Construir uma sociedade crítica implica muita maturidade. Meu colega apresentou um trabalho com um tema que eu também pesquiso. Se tenho indicações bibliográficas que o ajudem, forneço. Se ele conclui algo muito diferente do que eu acredito, escuto os argumentos e, se for o caso, apresento os meus. Superada a vaidade da autoria, ficando na ideia científica de um trabalho perfectível, aprimoro-me, ouvindo teses das quais discordo. Não incluo o fígado. Não ataco a pessoa. Não “fulanizo”. Fico no campo das ideias. A pesquisa pode ser boa, mesmo que esse ser humano seja conservador ou de esquerda, católico ou do candomblé, hétero ou gay. Ouvir muito, criticar sem paixão, analisar de acordo com os próprios limites, sem se considerar porta-voz da verdade. Aceitar aprender e, de quando em vez, ensinar. Ninguém perde nesse jogo, pois aquele que tiver mais dados e argumentos mostrará um caminho melhor para seguir. Apegar-se ao remédio que você inventou por pura vaidade, rejeitando um mais avançado, é estupidez forte.

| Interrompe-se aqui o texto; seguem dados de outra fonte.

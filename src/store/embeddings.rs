use std::cmp::Ordering;
use std::collections::BinaryHeap;
use std::sync::Arc;

use rusqlite::params;

use super::Store;
use crate::error::StoreError;

/// A stored section embedding. Vectors are L2-normalized on write, so the
/// dot product of two rows is their cosine similarity.
#[derive(Debug, Clone)]
pub struct EmbeddingRow {
    pub section_id: String,
    pub article_id: String,
    pub updated_at: Option<String>,
    pub vec: Vec<f32>,
}

/// One semantic-search candidate.
#[derive(Debug, Clone)]
pub struct SectionHit {
    pub section_id: String,
    pub article_id: String,
    pub score: f32,
}

/// Scales to unit length. `None` for zero (or non-finite) magnitude.
pub fn normalize(vec: &[f32]) -> Option<Vec<f32>> {
    let mag = vec.iter().map(|v| f64::from(*v) * f64::from(*v)).sum::<f64>().sqrt();
    if !mag.is_finite() || mag <= f64::EPSILON {
        return None;
    }
    Some(vec.iter().map(|v| (f64::from(*v) / mag) as f32).collect())
}

/// Inner product; cosine similarity for normalized inputs. Accumulates in
/// f64 so long vectors keep the 1e-6 tolerance.
pub fn dot(a: &[f32], b: &[f32]) -> f32 {
    a.iter()
        .zip(b.iter())
        .map(|(x, y)| f64::from(*x) * f64::from(*y))
        .sum::<f64>() as f32
}

fn vec_to_blob(vec: &[f32]) -> Vec<u8> {
    let mut out = Vec::with_capacity(vec.len() * 4);
    for v in vec {
        out.extend_from_slice(&v.to_le_bytes());
    }
    out
}

fn blob_to_vec(blob: &[u8]) -> Vec<f32> {
    blob.chunks_exact(4)
        .map(|c| f32::from_le_bytes([c[0], c[1], c[2], c[3]]))
        .collect()
}

/// Input item for [`Store::upsert_article_embeddings`].
#[derive(Debug, Clone)]
pub struct EmbeddingUpsert {
    pub section_id: String,
    pub vec: Vec<f32>,
    pub updated_at: Option<String>,
}

struct HeapEntry {
    score: f32,
    idx: usize,
}

impl PartialEq for HeapEntry {
    fn eq(&self, other: &Self) -> bool {
        self.score.total_cmp(&other.score) == Ordering::Equal
    }
}
impl Eq for HeapEntry {}
impl PartialOrd for HeapEntry {
    fn partial_cmp(&self, other: &Self) -> Option<Ordering> {
        Some(self.cmp(other))
    }
}
impl Ord for HeapEntry {
    // Reversed so the heap's top is the current minimum.
    fn cmp(&self, other: &Self) -> Ordering {
        other.score.total_cmp(&self.score)
    }
}

impl Store {
    /// Normalizes and writes the embeddings for one article's sections.
    /// Zero vectors are skipped.
    pub fn upsert_article_embeddings(
        &self,
        article_id: &str,
        items: &[EmbeddingUpsert],
    ) -> Result<usize, StoreError> {
        let written = self.with_conn(|conn| {
            let tx = conn.transaction()?;
            let mut written = 0usize;
            for item in items {
                let Some(normed) = normalize(&item.vec) else {
                    continue;
                };
                tx.execute(
                    "INSERT INTO section_embeddings (section_id, article_id, updated_at, vec)
                     VALUES (?1, ?2, ?3, ?4)
                     ON CONFLICT(section_id) DO UPDATE SET
                       article_id = excluded.article_id,
                       updated_at = excluded.updated_at,
                       vec = excluded.vec",
                    params![
                        item.section_id,
                        article_id,
                        item.updated_at,
                        vec_to_blob(&normed),
                    ],
                )?;
                written += 1;
            }
            tx.commit()?;
            Ok(written)
        })?;
        self.invalidate_embeddings_cache();
        Ok(written)
    }

    pub fn delete_embeddings_for_sections(&self, section_ids: &[String]) -> Result<(), StoreError> {
        self.with_conn(|conn| {
            let tx = conn.transaction()?;
            for id in section_ids {
                tx.execute(
                    "DELETE FROM section_embeddings WHERE section_id = ?1",
                    params![id],
                )?;
            }
            tx.commit()?;
            Ok(())
        })?;
        self.invalidate_embeddings_cache();
        Ok(())
    }

    /// Memoized load of every embedding row.
    pub fn load_embeddings_cache(&self) -> Result<Arc<Vec<EmbeddingRow>>, StoreError> {
        if let Some(cached) = self.embeddings_cache.lock().clone() {
            return Ok(cached);
        }
        let rows = self.with_conn(|conn| {
            let mut stmt = conn.prepare(
                "SELECT section_id, article_id, updated_at, vec FROM section_embeddings",
            )?;
            let rows = stmt
                .query_map([], |row| {
                    Ok(EmbeddingRow {
                        section_id: row.get(0)?,
                        article_id: row.get(1)?,
                        updated_at: row.get(2)?,
                        vec: blob_to_vec(&row.get::<_, Vec<u8>>(3)?),
                    })
                })?
                .collect::<Result<Vec<_>, _>>()?;
            Ok(rows)
        })?;
        let arc = Arc::new(rows);
        *self.embeddings_cache.lock() = Some(arc.clone());
        Ok(arc)
    }

    pub fn invalidate_embeddings_cache(&self) {
        *self.embeddings_cache.lock() = None;
    }

    /// Top-K by dot product over the in-memory cache with a size-K running
    /// heap. `k` is capped by the configured maximum.
    pub fn top_k_similar(&self, query: &[f32], k: usize) -> Result<Vec<SectionHit>, StoreError> {
        let k = k.clamp(1, self.config().search_top_k_max.max(1));
        let rows = self.load_embeddings_cache()?;
        let mut heap: BinaryHeap<HeapEntry> = BinaryHeap::with_capacity(k + 1);
        for (idx, row) in rows.iter().enumerate() {
            if row.vec.len() != query.len() {
                continue;
            }
            let score = dot(query, &row.vec);
            heap.push(HeapEntry { score, idx });
            if heap.len() > k {
                heap.pop();
            }
        }
        let mut hits: Vec<SectionHit> = heap
            .into_iter()
            .map(|e| SectionHit {
                section_id: rows[e.idx].section_id.clone(),
                article_id: rows[e.idx].article_id.clone(),
                score: e.score,
            })
            .collect();
        hits.sort_by(|a, b| b.score.total_cmp(&a.score));
        Ok(hits)
    }

    pub(crate) fn embeddings_count(&self) -> Result<i64, StoreError> {
        self.with_conn(|conn| {
            Ok(conn.query_row("SELECT COUNT(*) FROM section_embeddings", [], |row| {
                row.get(0)
            })?)
        })
    }
}
use std::collections::VecDeque;

use parking_lot::Mutex;
use serde_json::Value;

use super::wire::ClientLogEntry;

const BUFFER_CAP: usize = 64;

/// Bounded buffer of notable engine events awaiting best-effort shipping
/// to `POST /api/client/log`. Oldest entries are evicted under pressure.
#[derive(Default)]
pub(crate) struct DiagBuffer {
    entries: Mutex<VecDeque<ClientLogEntry>>,
}

impl DiagBuffer {
    pub fn push(&self, level: &str, message: &str, context: Option<Value>, at_ms: u64) {
        let mut entries = self.entries.lock();
        if entries.len() >= BUFFER_CAP {
            entries.pop_front();
        }
        entries.push_back(ClientLogEntry {
            level: level.to_string(),
            message: message.to_string(),
            context,
            at_ms,
        });
    }

    pub fn drain(&self) -> Vec<ClientLogEntry> {
        self.entries.lock().drain(..).collect()
    }
}
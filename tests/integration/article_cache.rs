mod common;

use common::{doc_with_sections, open_store, server_article};
use serde_json::json;
use tempfile::tempdir;

use arbor::store::{CacheWriteOutcome, EnqueueRequest, OpType};

#[test]
fn cache_and_read_round_trip() {
    let dir = tempdir().unwrap();
    let store = open_store(&dir);
    let doc = doc_with_sections(&[("s1", "Hello", "world")]);
    let article = server_article("a1", "2024-06-01T00:01:00Z", Some(doc.clone()));
    assert_eq!(
        store.cache_article(&article).unwrap(),
        CacheWriteOutcome::Inserted
    );

    let got = store.get_cached_article("a1").unwrap().unwrap();
    assert_eq!(got.title, "Article a1");
    assert_eq!(got.updated_at, "2024-06-01T00:01:00Z");
    assert_eq!(got.doc_json.unwrap(), doc);
    assert!(!got.local_draft);
}

#[test]
fn updated_at_never_regresses() {
    let dir = tempdir().unwrap();
    let store = open_store(&dir);
    store
        .cache_article(&server_article("a1", "2024-06-01T00:05:00Z", None))
        .unwrap();

    let outcome = store
        .cache_article(&server_article("a1", "2024-06-01T00:01:00Z", None))
        .unwrap();
    assert_eq!(outcome, CacheWriteOutcome::SkippedOlder);
    let got = store.get_cached_article("a1").unwrap().unwrap();
    assert_eq!(got.updated_at, "2024-06-01T00:05:00Z");
}

#[test]
fn local_draft_protected_while_outline_ops_pending() {
    // Scenario E6, pending-ops branch.
    let dir = tempdir().unwrap();
    let store = open_store(&dir);
    let t = "2024-06-01T00:01:00Z";
    store
        .cache_article(&server_article("a1", t, Some(doc_with_sections(&[("s1", "x", "")]))))
        .unwrap();

    let local = doc_with_sections(&[("s1", "local edit", "body")]);
    store
        .update_cached_doc_json("a1", Some(&local), None)
        .unwrap();
    assert!(store.get_cached_article("a1").unwrap().unwrap().local_draft);

    store
        .enqueue_op(
            EnqueueRequest {
                op_type: OpType::SectionUpsertContent,
                article_id: "a1".into(),
                payload: json!({"sectionId": "s1"}),
                coalesce_key: None,
            },
            1,
        )
        .unwrap();

    // Same updatedAt, different server doc: scalars merge, tree survives.
    let mut incoming = server_article("a1", t, Some(doc_with_sections(&[("s1", "server", "")])));
    incoming.title = "Renamed".into();
    incoming.outline_structure_rev = 4;
    let outcome = store.cache_article(&incoming).unwrap();
    assert_eq!(outcome, CacheWriteOutcome::MergedScalars);

    let got = store.get_cached_article("a1").unwrap().unwrap();
    assert!(got.local_draft);
    assert_eq!(got.title, "Renamed");
    assert_eq!(got.outline_structure_rev, 4);
    assert_eq!(got.doc_json.unwrap(), local);
}

#[test]
fn confirmed_draft_yields_to_the_server_copy() {
    // Scenario E6, empty-outbox branch: keeping the draft would resurrect
    // deleted content on reload.
    let dir = tempdir().unwrap();
    let store = open_store(&dir);
    let t = "2024-06-01T00:01:00Z";
    store
        .cache_article(&server_article("a1", t, Some(doc_with_sections(&[("s1", "x", "")]))))
        .unwrap();
    let local = doc_with_sections(&[("s1", "local", ""), ("s2", "extra", "")]);
    store
        .update_cached_doc_json("a1", Some(&local), None)
        .unwrap();

    let server_doc = doc_with_sections(&[("s1", "server", "")]);
    let outcome = store
        .cache_article(&server_article("a1", t, Some(server_doc.clone())))
        .unwrap();
    assert_eq!(outcome, CacheWriteOutcome::Accepted);

    let got = store.get_cached_article("a1").unwrap().unwrap();
    assert!(!got.local_draft);
    assert_eq!(got.doc_json.unwrap(), server_doc);
}

#[test]
fn local_save_never_clears_updated_at() {
    let dir = tempdir().unwrap();
    let store = open_store(&dir);
    let t = "2024-06-01T00:01:00Z";
    store.cache_article(&server_article("a1", t, None)).unwrap();

    store
        .update_cached_doc_json("a1", Some(&doc_with_sections(&[("s1", "x", "")])), None)
        .unwrap();
    let got = store.get_cached_article("a1").unwrap().unwrap();
    assert_eq!(got.updated_at, t);
    assert!(got.local_draft);
}

#[test]
fn derived_indices_follow_every_cache_write() {
    let dir = tempdir().unwrap();
    let store = open_store(&dir);
    let doc = json!({
        "type": "doc",
        "content": [
            {
                "type": "outlineSection",
                "attrs": { "sectionId": "s1", "collapsed": false },
                "content": [
                    { "type": "outlineHeading", "content": [ { "type": "text", "text": "Pets #cats" } ] },
                    { "type": "outlineBody", "content": [
                        { "type": "paragraph", "content": [
                            { "type": "text", "text": "see #cats and #dogs" },
                            { "type": "image", "attrs": { "src": "/uploads/cat.png" } }
                        ]}
                    ]},
                    { "type": "outlineChildren", "content": [
                        {
                            "type": "outlineSection",
                            "attrs": { "sectionId": "s2", "collapsed": false },
                            "content": [
                                { "type": "outlineHeading", "content": [ { "type": "text", "text": "Nested" } ] },
                                { "type": "outlineBody", "content": [] },
                                { "type": "outlineChildren", "content": [] }
                            ]
                        }
                    ]}
                ]
            }
        ]
    });
    store
        .cache_article(&server_article("a1", "2024-06-01T00:01:00Z", Some(doc)))
        .unwrap();

    // Section rows mirror the tree.
    let sections = store.sections_for_article("a1").unwrap();
    let mut ids: Vec<&str> = sections.iter().map(|s| s.section_id.as_str()).collect();
    ids.sort();
    assert_eq!(ids, vec!["s1", "s2"]);
    let s1 = sections.iter().find(|s| s.section_id == "s1").unwrap();
    assert_eq!(s1.title, "Pets #cats");
    assert!(s1.text.contains("see #cats and #dogs"));

    // Media refs mirror the uploads referenced by the tree.
    let refs = store.media_refs_for_article("a1").unwrap();
    assert!(refs.contains("/uploads/cat.png"));
    assert!(store.get_media_asset("/uploads/cat.png").unwrap().is_some());

    // Tag counts aggregate over the article.
    let tags = store.tags_global(0).unwrap();
    let cats = tags.iter().find(|t| t.key == "cats").unwrap();
    assert_eq!(cats.count, 2);
    assert!(tags.iter().any(|t| t.key == "dogs"));

    // Replacing the doc rebuilds, rather than accumulates, the indices.
    let smaller = doc_with_sections(&[("s1", "only one", "")]);
    store
        .cache_article(&server_article(
            "a1",
            "2024-06-01T00:02:00Z",
            Some(smaller),
        ))
        .unwrap();
    assert_eq!(store.sections_for_article("a1").unwrap().len(), 1);
    assert!(store.media_refs_for_article("a1").unwrap().is_empty());
}

#[test]
fn index_rows_keep_cached_doc_and_rev() {
    let dir = tempdir().unwrap();
    let store = open_store(&dir);
    let doc = doc_with_sections(&[("s1", "x", "")]);
    let mut art = server_article("a1", "2024-06-01T00:01:00Z", Some(doc.clone()));
    art.outline_structure_rev = 7;
    store.cache_article(&art).unwrap();

    store
        .cache_articles_index(&[common::index_row("a1", "2024-06-01T00:09:00Z")])
        .unwrap();
    let got = store.get_cached_article("a1").unwrap().unwrap();
    assert_eq!(got.updated_at, "2024-06-01T00:09:00Z");
    assert_eq!(got.outline_structure_rev, 7);
    assert_eq!(got.doc_json.unwrap(), doc);
}

#[test]
fn structure_rev_is_monotonic() {
    let dir = tempdir().unwrap();
    let store = open_store(&dir);
    store
        .cache_article(&server_article("a1", "2024-06-01T00:01:00Z", None))
        .unwrap();
    store
        .touch_cached_article_outline_structure_rev("a1", 5)
        .unwrap();
    store
        .touch_cached_article_outline_structure_rev("a1", 3)
        .unwrap();
    let got = store.get_cached_article("a1").unwrap().unwrap();
    assert_eq!(got.outline_structure_rev, 5);
}

#[test]
fn soft_delete_drops_derived_rows() {
    let dir = tempdir().unwrap();
    let store = open_store(&dir);
    store
        .cache_article(&server_article(
            "a1",
            "2024-06-01T00:01:00Z",
            Some(doc_with_sections(&[("s1", "x", "")])),
        ))
        .unwrap();
    assert_eq!(store.sections_for_article("a1").unwrap().len(), 1);

    store
        .mark_cached_article_deleted("a1", "2024-06-01T00:02:00Z")
        .unwrap();
    let got = store.get_cached_article("a1").unwrap().unwrap();
    assert_eq!(got.deleted_at.as_deref(), Some("2024-06-01T00:02:00Z"));
    assert!(store.sections_for_article("a1").unwrap().is_empty());
}
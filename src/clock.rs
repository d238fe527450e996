use std::sync::atomic::{AtomicU64, Ordering};
use std::time::{SystemTime, UNIX_EPOCH};

/// Injected time source so tests can drive throttles deterministically.
pub trait Clock: Send + Sync {
    /// Milliseconds since the Unix epoch.
    fn now_ms(&self) -> u64;
}

/// Wall-clock implementation used outside tests.
#[derive(Debug, Default, Clone, Copy)]
pub struct SystemClock;

impl Clock for SystemClock {
    fn now_ms(&self) -> u64 {
        SystemTime::now()
            .duration_since(UNIX_EPOCH)
            .map(|d| d.as_millis() as u64)
            .unwrap_or(0)
    }
}

/// Hand-advanced clock for tests.
#[derive(Debug, Default)]
pub struct ManualClock {
    now: AtomicU64,
}

impl ManualClock {
    pub fn new(start_ms: u64) -> Self {
        Self {
            now: AtomicU64::new(start_ms),
        }
    }

    pub fn advance(&self, delta_ms: u64) {
        self.now.fetch_add(delta_ms, Ordering::SeqCst);
    }
}

impl Clock for ManualClock {
    fn now_ms(&self) -> u64 {
        self.now.load(Ordering::SeqCst)
    }
}
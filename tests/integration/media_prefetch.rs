mod common;

use std::sync::Arc;

use common::{open_store, ScriptedApi};
use tempfile::tempdir;
use tokio::sync::watch;

use arbor::clock::ManualClock;
use arbor::store::MediaStatus;
use arbor::sync::{EffectiveType, MediaPrefetcher, NetworkHints, NoHints};

struct SlowLink;
impl NetworkHints for SlowLink {
    fn effective_type(&self) -> EffectiveType {
        EffectiveType::TwoG
    }
}

struct DataSaver;
impl NetworkHints for DataSaver {
    fn save_data(&self) -> bool {
        true
    }
}

fn prefetcher(
    store: Arc<arbor::Store>,
    api: Arc<ScriptedApi>,
    hints: Arc<dyn NetworkHints>,
    online: bool,
) -> (MediaPrefetcher, watch::Sender<bool>) {
    let clock = Arc::new(ManualClock::new(42));
    let (tx, rx) = watch::channel(online);
    (
        MediaPrefetcher::new(store, api, clock, hints, rx),
        tx,
    )
}

fn seed_asset(store: &arbor::Store, url: &str) {
    store
        .replace_article_media_refs("a1", &[url.to_string()].into_iter().collect())
        .unwrap();
}

#[tokio::test]
async fn fetches_needed_assets_into_the_content_cache() {
    let dir = tempdir().unwrap();
    let store = open_store(&dir);
    let api = ScriptedApi::new();
    seed_asset(&store, "/uploads/pic.png");
    api.uploads
        .lock()
        .unwrap()
        .insert("/uploads/pic.png".into(), vec![1, 2, 3]);

    let (prefetcher, _online) = prefetcher(store.clone(), api, Arc::new(NoHints), true);
    let report = prefetcher.tick().await.unwrap();
    assert_eq!(report.fetched, 1);
    assert_eq!(report.failed, 0);

    let asset = store.get_media_asset("/uploads/pic.png").unwrap().unwrap();
    assert_eq!(asset.status, MediaStatus::Ok);
    assert_eq!(asset.fetched_at_ms, Some(42));
    let blob = store.get_media_blob("/uploads/pic.png").unwrap().unwrap();
    assert_eq!(blob.bytes, vec![1, 2, 3]);
    assert_eq!(blob.mime.as_deref(), Some("image/png"));
}

#[tokio::test]
async fn cached_blob_skips_the_network() {
    let dir = tempdir().unwrap();
    let store = open_store(&dir);
    let api = ScriptedApi::new();
    seed_asset(&store, "/uploads/pic.png");
    // Blob already cached; the scripted server has no copy, so a network
    // attempt would fail.
    store
        .put_media_blob("/uploads/pic.png", &[9], Some("image/png"), 1)
        .unwrap();

    let (prefetcher, _online) = prefetcher(store.clone(), api.clone(), Arc::new(NoHints), true);
    let report = prefetcher.tick().await.unwrap();
    assert_eq!(report.cache_hits, 1);
    assert_eq!(report.failed, 0);
    assert!(api.calls().is_empty());
    assert_eq!(
        store
            .get_media_asset("/uploads/pic.png")
            .unwrap()
            .unwrap()
            .status,
        MediaStatus::Ok
    );
}

#[tokio::test]
async fn failures_count_and_eventually_retire_an_asset() {
    let dir = tempdir().unwrap();
    let store = open_store(&dir);
    let api = ScriptedApi::new();
    seed_asset(&store, "/uploads/missing.png");

    let (prefetcher, _online) = prefetcher(store.clone(), api, Arc::new(NoHints), true);
    for expected in 1..=5 {
        let report = prefetcher.tick().await.unwrap();
        assert_eq!(report.failed, 1, "attempt {expected}");
        let asset = store
            .get_media_asset("/uploads/missing.png")
            .unwrap()
            .unwrap();
        assert_eq!(asset.status, MediaStatus::Error);
        assert_eq!(asset.fail_count, expected);
        assert!(asset.last_error.is_some());
    }

    // Capped: the sixth tick no longer sees the asset.
    let report = prefetcher.tick().await.unwrap();
    assert_eq!(report.examined, 0);
}

#[tokio::test]
async fn paused_and_offline_ticks_do_nothing() {
    let dir = tempdir().unwrap();
    let store = open_store(&dir);
    let api = ScriptedApi::new();
    seed_asset(&store, "/uploads/pic.png");

    let (prefetcher, online) = prefetcher(store.clone(), api.clone(), Arc::new(NoHints), false);
    let report = prefetcher.tick().await.unwrap();
    assert!(report.offline);
    assert!(api.calls().is_empty());

    online.send(true).unwrap();
    store.set_media_prefetch_paused(true).unwrap();
    let report = prefetcher.tick().await.unwrap();
    assert!(report.paused);
    assert!(api.calls().is_empty());

    store.set_media_prefetch_paused(false).unwrap();
    api.uploads
        .lock()
        .unwrap()
        .insert("/uploads/pic.png".into(), vec![7]);
    let report = prefetcher.tick().await.unwrap();
    assert_eq!(report.fetched, 1);
}

#[tokio::test]
async fn concurrency_adapts_to_network_hints() {
    let dir = tempdir().unwrap();
    let store = open_store(&dir);
    let api = ScriptedApi::new();

    let (fast, _a) = prefetcher(store.clone(), api.clone(), Arc::new(NoHints), true);
    assert_eq!(fast.concurrency(), 3);
    let (slow, _b) = prefetcher(store.clone(), api.clone(), Arc::new(SlowLink), true);
    assert_eq!(slow.concurrency(), 1);
    let (saver, _c) = prefetcher(store, api, Arc::new(DataSaver), true);
    assert_eq!(saver.concurrency(), 1);
}
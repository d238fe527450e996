use serde_json::{json, Value};
use tracing::info;

use super::{SyncEngine, SyncEvent};
use crate::doc;
use crate::error::Result;
use crate::store::{EnqueueRequest, OpType, SectionUpsertPayload};

/// Prefix stamped onto the heading of a preserved local edit.
pub const CONFLICT_COPY_PREFIX: &str = "Conflict copy: ";

impl SyncEngine {
    /// Preserves a rejected content upsert as a sibling "conflict copy"
    /// so the local writing is never silently lost:
    ///
    /// 1. a fresh section carrying the local heading (marked) and body is
    ///    inserted right after the original,
    /// 2. the cache is rewritten and the copy's sequence seeded at 1,
    /// 3. a content upsert for the copy and a snapshot of the new tree
    ///    are queued, both coalescing with future edits,
    /// 4. subscribers get an `OutlineSyncConflict` event.
    pub(crate) fn materialize_conflict_copy(
        &self,
        article_id: &str,
        rejected: &SectionUpsertPayload,
    ) -> Result<()> {
        let copy_id = self.new_section_id();
        let marked_heading = prefix_heading(&rejected.heading_json, CONFLICT_COPY_PREFIX);
        let section = doc::build_section(
            &copy_id,
            marked_heading.clone(),
            rejected.body_json.clone(),
        );

        let mut tree = self
            .store
            .get_cached_article(article_id)?
            .and_then(|a| a.doc_json)
            .unwrap_or_else(doc::empty_doc);
        if !doc::insert_section_after(&mut tree, &rejected.section_id, section.clone()) {
            if let Some(content) = doc::content_mut(&mut tree) {
                content.push(section);
            }
        }
        self.store
            .update_cached_doc_json(article_id, Some(&tree), None)?;
        self.store.seed_section_seq(article_id, &copy_id, 1)?;

        let now = self.clock.now_ms();
        let payload = SectionUpsertPayload {
            section_id: copy_id.clone(),
            heading_json: marked_heading,
            body_json: rejected.body_json.clone(),
            seq: 1,
            client_queued_at: Some(now),
        };
        self.store.enqueue_op(
            EnqueueRequest {
                op_type: OpType::SectionUpsertContent,
                article_id: article_id.to_string(),
                payload: serde_json::to_value(&payload)?,
                coalesce_key: Some(format!(
                    "section_upsert_content:{article_id}:{copy_id}"
                )),
            },
            now,
        )?;
        self.enqueue_structure_snapshot(article_id, doc::flatten_structure(&tree))?;

        info!(
            article_id,
            original = %rejected.section_id,
            copy = %copy_id,
            "materialized conflict copy"
        );
        self.note_diag(
            "warn",
            "outline sync conflict",
            Some(json!({
                "articleId": article_id,
                "originalSectionId": rejected.section_id,
                "conflictCopySectionId": copy_id,
            })),
        );
        self.emit(SyncEvent::OutlineSyncConflict {
            article_id: article_id.to_string(),
            original_section_id: rejected.section_id.clone(),
            conflict_copy_section_id: copy_id,
        });
        Ok(())
    }
}

/// Clones a heading node with the marker text prepended to its content.
fn prefix_heading(heading: &Value, marker: &str) -> Value {
    let mut out = heading.clone();
    let text_node = json!({ "type": "text", "text": marker });
    match out.get_mut("content").and_then(Value::as_array_mut) {
        Some(content) => content.insert(0, text_node),
        None => {
            out["content"] = Value::Array(vec![text_node]);
        }
    }
    out
}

O parágrafo anterior traduziu um ideal. Ainda não chegamos lá. Dentro de nós todos, há um coronel potroso (expressão que aprendi com Gabriel García Márquez), lento e autoritário, cansado na origem e desejoso de ser deixado na cadeira patriarcal que ocupa. Existe um mundo fora de Macondo. Tenho esperança de que consigamos, num dia.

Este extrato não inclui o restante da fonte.